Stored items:

= = = = =

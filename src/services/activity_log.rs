use chrono::Utc;
use sea_orm::{ActiveModelTrait, ActiveValue::NotSet, ActiveValue::Set, ConnectionTrait};
use tracing::debug;

use crate::{
    entities::activity_log,
    errors::{LedgerStage, ServiceError, StageExt},
    models::DocumentType,
};

/// Audit trail of completed create/cancel operations.
///
/// Display only: nothing in the engines reads it back.
#[derive(Clone, Default)]
pub struct ActivityLog;

impl ActivityLog {
    pub fn new() -> Self {
        Self
    }

    /// Category written for an operation on a document type, e.g. `PurchaseReceipt.Cancel`.
    pub fn category(doc_type: DocumentType, operation: &str) -> String {
        format!("{doc_type}.{operation}")
    }

    pub async fn append<C>(
        &self,
        conn: &C,
        actor: &str,
        code: &str,
        category: &str,
    ) -> Result<activity_log::Model, ServiceError>
    where
        C: ConnectionTrait,
    {
        debug!(actor, code, category, "Appending activity");
        activity_log::ActiveModel {
            id: NotSet,
            actor: Set(actor.to_string()),
            code: Set(code.to_string()),
            category: Set(category.to_string()),
            created_at: Set(Utc::now()),
        }
        .insert(conn)
        .await
        .stage(LedgerStage::Activity)
    }
}

#[cfg(test)]
mod tests {
    use super::*;

    #[test]
    fn category_names_type_and_operation() {
        assert_eq!(
            ActivityLog::category(DocumentType::MaterialTransfer, "Create"),
            "MaterialTransfer.Create"
        );
    }
}
use rust_decimal::Decimal;
use sea_orm::entity::prelude::*;
use serde::{Deserialize, Serialize};

#[derive(Clone, Debug, PartialEq, DeriveEntityModel, Serialize, Deserialize)]
#[sea_orm(table_name = "purchase_receipt_lines")]
pub struct Model {
    #[sea_orm(primary_key, auto_increment = false)]
    pub doc_no: String,
    #[sea_orm(primary_key, auto_increment = false)]
    pub line_no: i32,
    pub item: String,
    pub batch: String,
    pub source: String,
    #[sea_orm(column_type = "Decimal(Some((19, 4)))")]
    pub quantity: Decimal,
    pub cancelled: bool,
    pub used: bool,
    pub upstream_doc_no: Option<String>,
    pub upstream_line_no: Option<i32>,
    pub remark: Option<String>,
}

#[derive(Copy, Clone, Debug, EnumIter, DeriveRelation)]
pub enum Relation {
    #[sea_orm(
        belongs_to = "super::purchase_receipt_headers::Entity",
        from = "Column::DocNo",
        to = "super::purchase_receipt_headers::Column::DocNo"
    )]
    Header,
}

impl Related<super::purchase_receipt_headers::Entity> for Entity {
    fn to() -> RelationDef {
        Relation::Header.def()
    }
}

impl ActiveModelBehavior for ActiveModel {}
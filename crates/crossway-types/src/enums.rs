//! Enumeration types shared by the live feed, the metrics engine and the
//! observer surface.

use core::fmt;
use core::str::FromStr;

use serde::{Deserialize, Serialize};
use ts_rs::TS;

// ---------------------------------------------------------------------------
// Connection state
// ---------------------------------------------------------------------------

/// State of the single logical connection to the simulation feed.
#[derive(Debug, Clone, Copy, PartialEq, Eq, Hash, Default, Serialize, Deserialize, TS)]
#[serde(rename_all = "lowercase")]
#[ts(export, export_to = "bindings/")]
pub enum ConnectionState {
    /// No connection and no attempt in flight.
    #[default]
    Disconnected,
    /// A connection attempt is in flight.
    Connecting,
    /// The connection is open and delivering frames.
    Connected,
    /// A caller-initiated close handshake is in progress.
    Closing,
    /// The reconnect budget is exhausted. Only an explicit connect leaves
    /// this state.
    Failed,
}

impl ConnectionState {
    /// Whether a connect request issued in this state must be ignored.
    pub const fn is_active(self) -> bool {
        matches!(self, Self::Connecting | Self::Connected)
    }

    /// Lowercase label used in logs and JSON payloads.
    pub const fn as_str(self) -> &'static str {
        match self {
            Self::Disconnected => "disconnected",
            Self::Connecting => "connecting",
            Self::Connected => "connected",
            Self::Closing => "closing",
            Self::Failed => "failed",
        }
    }
}

impl fmt::Display for ConnectionState {
    fn fmt(&self, f: &mut fmt::Formatter<'_>) -> fmt::Result {
        f.write_str(self.as_str())
    }
}

// ---------------------------------------------------------------------------
// Alerts
// ---------------------------------------------------------------------------

/// Severity level of an alert.
#[derive(Debug, Clone, Copy, PartialEq, Eq, Hash, Serialize, Deserialize, TS)]
#[serde(rename_all = "lowercase")]
#[ts(export, export_to = "bindings/")]
pub enum AlertSeverity {
    /// Immediate attention required.
    Critical,
    /// Something is off but not critical.
    Warning,
    /// A notable condition that does not require action.
    Info,
    /// A positive development.
    Success,
}

impl AlertSeverity {
    /// Sort rank of this severity. Lower ranks are shown first.
    pub const fn priority(self) -> u8 {
        match self {
            Self::Critical => 1,
            Self::Warning => 2,
            Self::Info => 3,
            Self::Success => 4,
        }
    }
}

/// The threshold rule family that produced an alert.
#[derive(Debug, Clone, Copy, PartialEq, Eq, Hash, Serialize, Deserialize, TS)]
#[serde(rename_all = "snake_case")]
#[ts(export, export_to = "bindings/")]
pub enum AlertKind {
    /// Overall congestion crossed the warning or critical threshold.
    Congestion,
    /// Average wait time crossed the warning or critical threshold.
    WaitTime,
    /// At least one emergency vehicle is in the system.
    Emergency,
    /// The wait-time trend shows a significant improvement.
    WaitTimeImproving,
}

// ---------------------------------------------------------------------------
// Metric keys
// ---------------------------------------------------------------------------

/// A numeric field of [`SnapshotMetrics`](crate::SnapshotMetrics) that can
/// be charted or trended.
#[derive(Debug, Clone, Copy, PartialEq, Eq, Hash, PartialOrd, Ord, Serialize, Deserialize, TS)]
#[serde(rename_all = "snake_case")]
#[ts(export, export_to = "bindings/")]
pub enum MetricKey {
    /// Vehicles generated since the simulation started.
    TotalVehiclesGenerated,
    /// Vehicles that cleared the intersection.
    VehiclesProcessed,
    /// Sum of wait times of processed vehicles (minutes).
    TotalWaitTime,
    /// Mean wait time per processed vehicle (minutes).
    AvgWaitTime,
    /// Longest wait time seen (minutes).
    MaxWaitTime,
    /// Emergency vehicles seen.
    EmergencyVehicles,
    /// Signal phase changes.
    SignalChanges,
    /// Overall congestion (percent of capacity).
    CongestionLevel,
    /// Estimated CO2 saved (kg).
    Co2Saved,
    /// Estimated fuel saved (litres).
    FuelSaved,
    /// Vehicles processed per hour.
    Throughput,
    /// Roads waiting in the priority queue.
    QueueSize,
    /// Backend-computed efficiency score.
    SystemEfficiency,
}

impl MetricKey {
    /// Every metric key, in declaration order.
    pub const ALL: [Self; 13] = [
        Self::TotalVehiclesGenerated,
        Self::VehiclesProcessed,
        Self::TotalWaitTime,
        Self::AvgWaitTime,
        Self::MaxWaitTime,
        Self::EmergencyVehicles,
        Self::SignalChanges,
        Self::CongestionLevel,
        Self::Co2Saved,
        Self::FuelSaved,
        Self::Throughput,
        Self::QueueSize,
        Self::SystemEfficiency,
    ];

    /// The snake_case wire name of this metric.
    pub const fn as_str(self) -> &'static str {
        match self {
            Self::TotalVehiclesGenerated => "total_vehicles_generated",
            Self::VehiclesProcessed => "vehicles_processed",
            Self::TotalWaitTime => "total_wait_time",
            Self::AvgWaitTime => "avg_wait_time",
            Self::MaxWaitTime => "max_wait_time",
            Self::EmergencyVehicles => "emergency_vehicles",
            Self::SignalChanges => "signal_changes",
            Self::CongestionLevel => "congestion_level",
            Self::Co2Saved => "co2_saved",
            Self::FuelSaved => "fuel_saved",
            Self::Throughput => "throughput",
            Self::QueueSize => "queue_size",
            Self::SystemEfficiency => "system_efficiency",
        }
    }
}

impl fmt::Display for MetricKey {
    fn fmt(&self, f: &mut fmt::Formatter<'_>) -> fmt::Result {
        f.write_str(self.as_str())
    }
}

/// Returned when a metric name does not match any [`MetricKey`].
#[derive(Debug, Clone, PartialEq, Eq, thiserror::Error)]
#[error("unknown metric: {0}")]
pub struct UnknownMetric(pub String);

impl FromStr for MetricKey {
    type Err = UnknownMetric;

    fn from_str(s: &str) -> Result<Self, Self::Err> {
        Self::ALL
            .into_iter()
            .find(|key| key.as_str() == s)
            .ok_or_else(|| UnknownMetric(s.to_owned()))
    }
}
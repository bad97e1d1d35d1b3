//! Axum router construction for the observer API.
//!
//! Assembles all routes (REST + `WebSocket`) into a single [`Router`]
//! with CORS middleware enabled for cross-origin dashboard access.

use std::sync::Arc;

use axum::Router;
use axum::routing::get;
use tower_http::cors::{Any, CorsLayer};
use tower_http::trace::TraceLayer;

use crate::handlers;
use crate::state::AppState;
use crate::ws;

/// Build the complete Axum router for the observer server.
///
/// The router includes:
/// - `GET /ws/metrics` -- `WebSocket` metrics update stream
/// - `GET /api/metrics` -- current metrics and trends
/// - `GET /api/summary` -- summary with top alerts
/// - `GET, DELETE /api/alerts` -- list or clear alerts
/// - `DELETE /api/alerts/{id}` -- clear one alert
/// - `GET /api/chart/{metric}` -- chart series
/// - `GET /api/health` -- liveness and connection state
///
/// CORS allows any origin so a separately served view layer can call it.
pub fn build_router(state: Arc<AppState>) -> Router {
    let cors = CorsLayer::new()
        .allow_origin(Any)
        .allow_methods(Any)
        .allow_headers(Any);

    Router::new()
        // WebSocket
        .route("/ws/metrics", get(ws::ws_metrics))
        // REST API
        .route("/api/metrics", get(handlers::get_metrics))
        .route("/api/summary", get(handlers::get_summary))
        .route(
            "/api/alerts",
            get(handlers::list_alerts).delete(handlers::clear_all_alerts),
        )
        .route(
            "/api/alerts/{id}",
            axum::routing::delete(handlers::clear_alert),
        )
        .route("/api/chart/{metric}", get(handlers::get_chart))
        .route("/api/health", get(handlers::health))
        .layer(cors)
        .layer(TraceLayer::new_for_http())
        .with_state(state)
}
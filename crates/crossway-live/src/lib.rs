//! Live simulation feed for the Crossway dashboard.
//!
//! This crate keeps one logical connection to the simulation backend open,
//! reconnects with exponential back-off when it drops, and fans inbound
//! messages, connection changes and errors out to any number of
//! subscribers.
//!
//! # Modules
//!
//! - [`transport`] -- [`Transport`]/[`Connection`] traits and the
//!   `tokio-tungstenite` implementation [`WsTransport`].
//! - [`backoff`] -- [`ReconnectPolicy`].
//! - [`listeners`] -- Subscriber registry with panic isolation.
//! - [`feed`] -- [`LiveFeed`], the connection lifecycle manager.
//! - [`error`] -- [`LiveError`] and [`TransportError`].

pub mod backoff;
pub mod error;
pub mod feed;
pub mod listeners;
pub mod transport;

pub use backoff::ReconnectPolicy;
pub use error::{LiveError, TransportError};
pub use feed::LiveFeed;
pub use listeners::{MESSAGE_CHANNEL, Subscription};
pub use transport::{Connection, Frame, Transport, WsTransport};
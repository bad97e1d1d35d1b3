//! Transport channel abstraction and its WebSocket implementation.
//!
//! [`LiveFeed`](crate::feed::LiveFeed) only talks to a [`Transport`], so the
//! lifecycle logic can be exercised against an in-memory transport in tests
//! and against [`WsTransport`] in production.

use std::future::Future;

use futures::{SinkExt, StreamExt};
use tokio::net::TcpStream;
use tokio_tungstenite::tungstenite::Message;
use tokio_tungstenite::tungstenite::protocol::CloseFrame;
use tokio_tungstenite::tungstenite::protocol::frame::coding::CloseCode;
use tokio_tungstenite::{MaybeTlsStream, WebSocketStream};
use tracing::{debug, trace};

use crate::error::TransportError;

/// Close code for a caller-requested shutdown.
pub const NORMAL_CLOSURE: u16 = 1000;

/// Close code sent by a server that is going away.
pub const GOING_AWAY: u16 = 1001;

/// Whether a close code means the peer shut down on purpose.
pub const fn is_normal_closure(code: u16) -> bool {
    matches!(code, NORMAL_CLOSURE | GOING_AWAY)
}

/// One inbound event from an open connection.
#[derive(Debug, Clone, PartialEq, Eq)]
pub enum Frame {
    /// A text frame.
    Text(String),
    /// The peer closed the connection, with its close code if it sent one.
    Close(Option<u16>),
}

/// An open, bidirectional text channel.
pub trait Connection: Send + 'static {
    /// Wait for the next inbound frame. `None` means the stream ended
    /// without a close frame.
    fn recv(&mut self) -> impl Future<Output = Option<Result<Frame, TransportError>>> + Send;

    /// Send a text frame.
    fn send_text(&mut self, text: String) -> impl Future<Output = Result<(), TransportError>> + Send;

    /// Send a close frame with `code`.
    fn close(&mut self, code: u16) -> impl Future<Output = Result<(), TransportError>> + Send;
}

/// Something that can open [`Connection`]s to an endpoint.
pub trait Transport: Send + Sync + 'static {
    /// The connection type produced by [`open`](Self::open).
    type Conn: Connection;

    /// Open a connection to `endpoint`.
    fn open(&self, endpoint: &str) -> impl Future<Output = Result<Self::Conn, TransportError>> + Send;
}

// ---------------------------------------------------------------------------
// WebSocket
// ---------------------------------------------------------------------------

/// [`Transport`] over `tokio-tungstenite`.
#[derive(Debug, Clone, Copy, Default)]
pub struct WsTransport;

/// An open WebSocket client connection.
#[derive(Debug)]
pub struct WsConnection {
    stream: WebSocketStream<MaybeTlsStream<TcpStream>>,
}

impl Transport for WsTransport {
    type Conn = WsConnection;

    async fn open(&self, endpoint: &str) -> Result<WsConnection, TransportError> {
        let (stream, response) = tokio_tungstenite::connect_async(endpoint)
            .await
            .map_err(|err| TransportError::Open {
                endpoint: endpoint.to_owned(),
                reason: err.to_string(),
            })?;
        debug!(endpoint, status = %response.status(), "websocket handshake complete");
        Ok(WsConnection { stream })
    }
}

impl Connection for WsConnection {
    async fn recv(&mut self) -> Option<Result<Frame, TransportError>> {
        loop {
            let message = match self.stream.next().await? {
                Ok(message) => message,
                Err(err) => return Some(Err(err.into())),
            };
            match message {
                Message::Text(text) => return Some(Ok(Frame::Text(text.as_str().to_owned()))),
                Message::Binary(bytes) => match String::from_utf8(bytes.to_vec()) {
                    Ok(text) => return Some(Ok(Frame::Text(text))),
                    Err(_) => trace!(len = bytes.len(), "skipping non-UTF-8 binary frame"),
                },
                Message::Close(frame) => {
                    return Some(Ok(Frame::Close(frame.map(|f| u16::from(f.code)))));
                }
                Message::Ping(_) | Message::Pong(_) | Message::Frame(_) => {}
            }
        }
    }

    async fn send_text(&mut self, text: String) -> Result<(), TransportError> {
        self.stream.send(Message::text(text)).await?;
        Ok(())
    }

    async fn close(&mut self, code: u16) -> Result<(), TransportError> {
        let frame = CloseFrame {
            code: CloseCode::from(code),
            reason: "".into(),
        };
        self.stream.close(Some(frame)).await?;
        Ok(())
    }
}
//! Shared application state for the observer API server.
//!
//! [`AppState`] owns the [`MetricsEngine`] behind a read-write lock, the
//! broadcast channel for [`MetricsUpdate`]s, and a watch receiver for the
//! live feed's connection state. Handlers only ever take the read lock;
//! the bridge's ingestion task is the single writer.

use std::sync::Arc;

use chrono::{DateTime, Utc};
use crossway_core::MetricsEngine;
use crossway_core::config::MetricsConfig;
use crossway_types::{ConnectionState, CurrentMetrics, Snapshot};
use tokio::sync::{RwLock, broadcast, watch};

/// Capacity of the broadcast channel for metrics updates.
///
/// If a subscriber falls behind by more than this many messages it will
/// receive a [`broadcast::error::RecvError::Lagged`] and skip to the
/// newest message.
const BROADCAST_CAPACITY: usize = 256;

/// JSON message pushed over `/ws/metrics` after every ingestion.
#[derive(Debug, Clone, PartialEq, serde::Serialize, serde::Deserialize)]
pub struct MetricsUpdate {
    /// Simulation minute of the snapshot just ingested.
    pub simulation_time: u64,
    /// Latest metrics with trends and derived scores.
    pub current: CurrentMetrics,
    /// Number of active alerts after the ingestion.
    pub active_alerts: u32,
    /// Snapshots held in the history window.
    pub data_points: u32,
    /// When the snapshot was ingested.
    pub received_at: DateTime<Utc>,
}

/// Shared state for the Axum application.
///
/// Wrapped in [`Arc`] and injected via Axum's `State` extractor.
#[derive(Debug, Clone)]
pub struct AppState {
    /// Broadcast sender for metrics updates.
    pub tx: broadcast::Sender<MetricsUpdate>,
    /// The metrics engine. Written only by the ingestion task.
    pub engine: Arc<RwLock<MetricsEngine>>,
    /// Connection state of the live feed.
    pub connection: watch::Receiver<ConnectionState>,
}

impl AppState {
    /// Create state with an empty engine and a feed that reports
    /// [`ConnectionState::Disconnected`] forever.
    pub fn new(config: &MetricsConfig) -> Self {
        let (_, connection) = watch::channel(ConnectionState::Disconnected);
        Self::with_connection(config, connection)
    }

    /// Create state that reports the connection state from `connection`.
    pub fn with_connection(
        config: &MetricsConfig,
        connection: watch::Receiver<ConnectionState>,
    ) -> Self {
        let (tx, _) = broadcast::channel(BROADCAST_CAPACITY);
        Self {
            tx,
            engine: Arc::new(RwLock::new(MetricsEngine::new(config))),
            connection,
        }
    }

    /// Current connection state of the live feed.
    pub fn connection_state(&self) -> ConnectionState {
        *self.connection.borrow()
    }

    /// Subscribe to metrics updates.
    pub fn subscribe(&self) -> broadcast::Receiver<MetricsUpdate> {
        self.tx.subscribe()
    }

    /// Publish an update to all connected clients.
    ///
    /// Returns the number of receivers that received the message.
    /// Returns 0 if no clients are connected (this is not an error).
    pub fn broadcast(&self, update: &MetricsUpdate) -> usize {
        self.tx.send(update.clone()).unwrap_or(0)
    }

    /// Ingest one snapshot under a single write lock, then broadcast the
    /// resulting update.
    pub async fn ingest(&self, snapshot: Snapshot) -> MetricsUpdate {
        let simulation_time = snapshot.simulation_time;
        let received_at = Utc::now();

        let update = {
            let mut engine = self.engine.write().await;
            engine.ingest_at(snapshot, received_at);
            build_update(&engine, simulation_time, received_at, received_at)
        };

        self.broadcast(&update);
        update
    }

    /// The update describing the most recent ingestion, or `None` before the
    /// first snapshot. Active alerts are counted as of now.
    pub async fn current_update(&self) -> Option<MetricsUpdate> {
        let engine = self.engine.read().await;
        let latest = engine.store().latest()?;
        Some(build_update(
            &engine,
            latest.snapshot.simulation_time,
            latest.received_at,
            Utc::now(),
        ))
    }
}

fn build_update(
    engine: &MetricsEngine,
    simulation_time: u64,
    received_at: DateTime<Utc>,
    now: DateTime<Utc>,
) -> MetricsUpdate {
    MetricsUpdate {
        simulation_time,
        current: engine.current_metrics(),
        active_alerts: saturating_u32(engine.active_alerts_at(now, None).len()),
        data_points: saturating_u32(engine.store().len()),
        received_at,
    }
}

fn saturating_u32(n: usize) -> u32 {
    u32::try_from(n).unwrap_or(u32::MAX)
}

impl Default for AppState {
    fn default() -> Self {
        Self::new(&MetricsConfig::default())
    }
}
//! Observer API server for the Crossway dashboard.
//!
//! This crate connects the live feed to the metrics engine and exposes the
//! engine read-only to a view layer:
//!
//! - **Bridge** ([`bridge`]) decoding feed messages into snapshots and
//!   ingesting them in arrival order
//! - **REST endpoints** for current metrics, summary, alerts and chart
//!   series
//! - **`WebSocket` endpoint** (`/ws/metrics`) pushing a
//!   [`MetricsUpdate`] after every ingestion via
//!   [`tokio::sync::broadcast`]
//!
//! Nothing here sends commands to the simulation backend.

pub mod bridge;
pub mod error;
pub mod handlers;
pub mod router;
pub mod server;
pub mod state;
pub mod ws;

// Re-export primary types for convenience.
pub use bridge::{FeedBridge, spawn_bridge};
pub use router::build_router;
pub use server::{ServerError, start_server};
pub use state::{AppState, MetricsUpdate};
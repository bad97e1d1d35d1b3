//! Error types for the observer API.
//!
//! [`ObserverError`] converts into an Axum HTTP response via its
//! [`IntoResponse`](axum::response::IntoResponse) implementation.

use axum::http::StatusCode;
use axum::response::{IntoResponse, Response};
use crossway_core::MetricsError;

/// Errors that can occur in the observer API layer.
#[derive(Debug, thiserror::Error)]
pub enum ObserverError {
    /// The requested resource was not found.
    #[error("not found: {0}")]
    NotFound(String),

    /// An invalid query or path parameter was provided.
    #[error("invalid query: {0}")]
    InvalidQuery(String),

    /// A UUID could not be parsed from the request path.
    #[error("invalid UUID: {0}")]
    InvalidUuid(String),

    /// A metrics query was rejected.
    #[error(transparent)]
    Metrics(#[from] MetricsError),
}

impl IntoResponse for ObserverError {
    fn into_response(self) -> Response {
        let status = match &self {
            Self::NotFound(_) => StatusCode::NOT_FOUND,
            Self::InvalidQuery(_) | Self::InvalidUuid(_) | Self::Metrics(_) => {
                StatusCode::BAD_REQUEST
            }
        };

        let body = serde_json::json!({
            "error": self.to_string(),
            "status": status.as_u16(),
        });

        (status, axum::Json(body)).into_response()
    }
}
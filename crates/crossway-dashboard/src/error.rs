//! Error types for the dashboard binary.
//!
//! [`DashboardError`] wraps every failure that can abort startup or the
//! serve loop, so `main` can propagate with `?`.

/// Top-level error for the dashboard binary.
#[derive(Debug, thiserror::Error)]
pub enum DashboardError {
    /// Configuration loading failed.
    #[error("config error: {source}")]
    Config {
        /// The underlying config error.
        #[from]
        source: crossway_core::ConfigError,
    },

    /// Observer API server failed to start or crashed.
    #[error("observer error: {source}")]
    Observer {
        /// The underlying server error.
        #[from]
        source: crossway_observer::ServerError,
    },
}
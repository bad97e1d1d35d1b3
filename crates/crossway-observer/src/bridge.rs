//! Bridge from the live feed into the metrics engine.
//!
//! The bridge subscribes to the feed's generic message channel. Messages
//! carrying a `type` discriminator (for example the server's `pong`) are
//! control traffic and are skipped; everything else is decoded as a
//! [`Snapshot`]. Decoded snapshots go through an unbounded in-order channel
//! to a single ingestion task, so snapshots are ingested in arrival order
//! and each ingestion completes under one write lock.

use std::sync::Arc;

use crossway_live::listeners::KIND_FIELD;
use crossway_live::{LiveFeed, MESSAGE_CHANNEL, Subscription, Transport};
use crossway_types::Snapshot;
use serde::Deserialize;
use serde_json::Value;
use tokio::sync::mpsc;
use tokio::task::JoinHandle;
use tracing::{debug, trace, warn};

use crate::state::AppState;

/// A running bridge. Dropping it leaves the bridge running; call
/// [`shutdown`](Self::shutdown) to stop it.
#[derive(Debug)]
pub struct FeedBridge {
    subscription: Subscription,
    task: JoinHandle<()>,
}

impl FeedBridge {
    /// Stop receiving messages and end the ingestion task. Snapshots
    /// already queued are discarded.
    pub fn shutdown(self) {
        self.subscription.unsubscribe();
        self.task.abort();
    }
}

/// Decode an inbound message as a snapshot.
///
/// Returns `Ok(None)` for typed control messages.
///
/// # Errors
///
/// Returns the decode error when an untyped message is not a valid
/// snapshot.
pub fn decode_snapshot(message: &Value) -> Result<Option<Snapshot>, serde_json::Error> {
    if message.get(KIND_FIELD).is_some() {
        return Ok(None);
    }
    Snapshot::deserialize(message).map(Some)
}

/// Subscribe to `feed` and start the ingestion task.
pub fn spawn_bridge<T: Transport>(feed: &LiveFeed<T>, state: Arc<AppState>) -> FeedBridge {
    let (tx, task) = spawn_ingestion(state);
    let subscription = feed.subscribe(MESSAGE_CHANNEL, move |message| forward(message, &tx));
    FeedBridge { subscription, task }
}

fn forward(message: &Value, tx: &mpsc::UnboundedSender<Snapshot>) {
    match decode_snapshot(message) {
        Ok(Some(snapshot)) => {
            if tx.send(snapshot).is_err() {
                debug!("ingestion task stopped; snapshot dropped");
            }
        }
        Ok(None) => trace!(kind = ?message.get(KIND_FIELD), "skipping control message"),
        Err(err) => warn!(error = %err, "skipping message that is not a snapshot"),
    }
}

/// Start the single ingestion task. It runs until every sender is dropped.
fn spawn_ingestion(state: Arc<AppState>) -> (mpsc::UnboundedSender<Snapshot>, JoinHandle<()>) {
    let (tx, mut rx) = mpsc::unbounded_channel::<Snapshot>();
    let task = tokio::spawn(async move {
        while let Some(snapshot) = rx.recv().await {
            let update = state.ingest(snapshot).await;
            debug!(
                simulation_time = update.simulation_time,
                data_points = update.data_points,
                active_alerts = update.active_alerts,
                "snapshot ingested"
            );
        }
    });
    (tx, task)
}

#[cfg(test)]
mod tests {
    use super::*;
    use serde_json::json;

    #[test]
    fn typed_messages_are_skipped() {
        let decoded = decode_snapshot(&json!({"type": "pong"}));
        assert!(matches!(decoded, Ok(None)));
    }

    #[test]
    fn untyped_messages_decode_as_snapshots() {
        let decoded = decode_snapshot(&json!({
            "simulation_time": 12,
            "metrics": {"congestion_level": 40.5}
        }));
        let snapshot = decoded.ok().flatten();
        assert_eq!(snapshot.as_ref().map(|s| s.simulation_time), Some(12));
        assert!(snapshot.is_some_and(|s| (s.metrics.congestion_level - 40.5).abs() < f64::EPSILON));
    }

    #[test]
    fn snapshot_without_metrics_is_an_error() {
        assert!(decode_snapshot(&json!({"simulation_time": 1})).is_err());
    }

    #[tokio::test]
    async fn snapshots_are_ingested_in_arrival_order() {
        let state = Arc::new(AppState::default());
        let (tx, task) = spawn_ingestion(Arc::clone(&state));

        forward(&json!({"simulation_time": 1, "metrics": {}}), &tx);
        forward(&json!({"type": "pong"}), &tx);
        forward(&json!({"simulation_time": "bad"}), &tx);
        forward(&json!({"simulation_time": 2, "metrics": {}}), &tx);
        forward(&json!({"simulation_time": 3, "metrics": {}}), &tx);
        drop(tx);
        let _ = task.await;

        let engine = state.engine.read().await;
        let times: Vec<u64> = engine
            .store()
            .window(10)
            .iter()
            .map(|entry| entry.snapshot.simulation_time)
            .collect();
        assert_eq!(times, vec![1, 2, 3]);
    }
}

= = = = =

◆ Directions for this task ◆
The required output is every line above from the one with "Err(_) => trace!(len" down to the one with "async fn send_text(&mut", restated word for word, ends included.

◆ Response ◆
                    Err(_) => trace!(len = bytes.len(), "skipping non-UTF-8 binary frame"),
                },
                Message::Close(frame) => {
                    return Some(Ok(Frame::Close(frame.map(|f| u16::from(f.code)))));
                }
                Message::Ping(_) | Message::Pong(_) | Message::Frame(_) => {}
            }
        }
    }

    async fn send_text(&mut self, text: String) -> Result<(), TransportError> {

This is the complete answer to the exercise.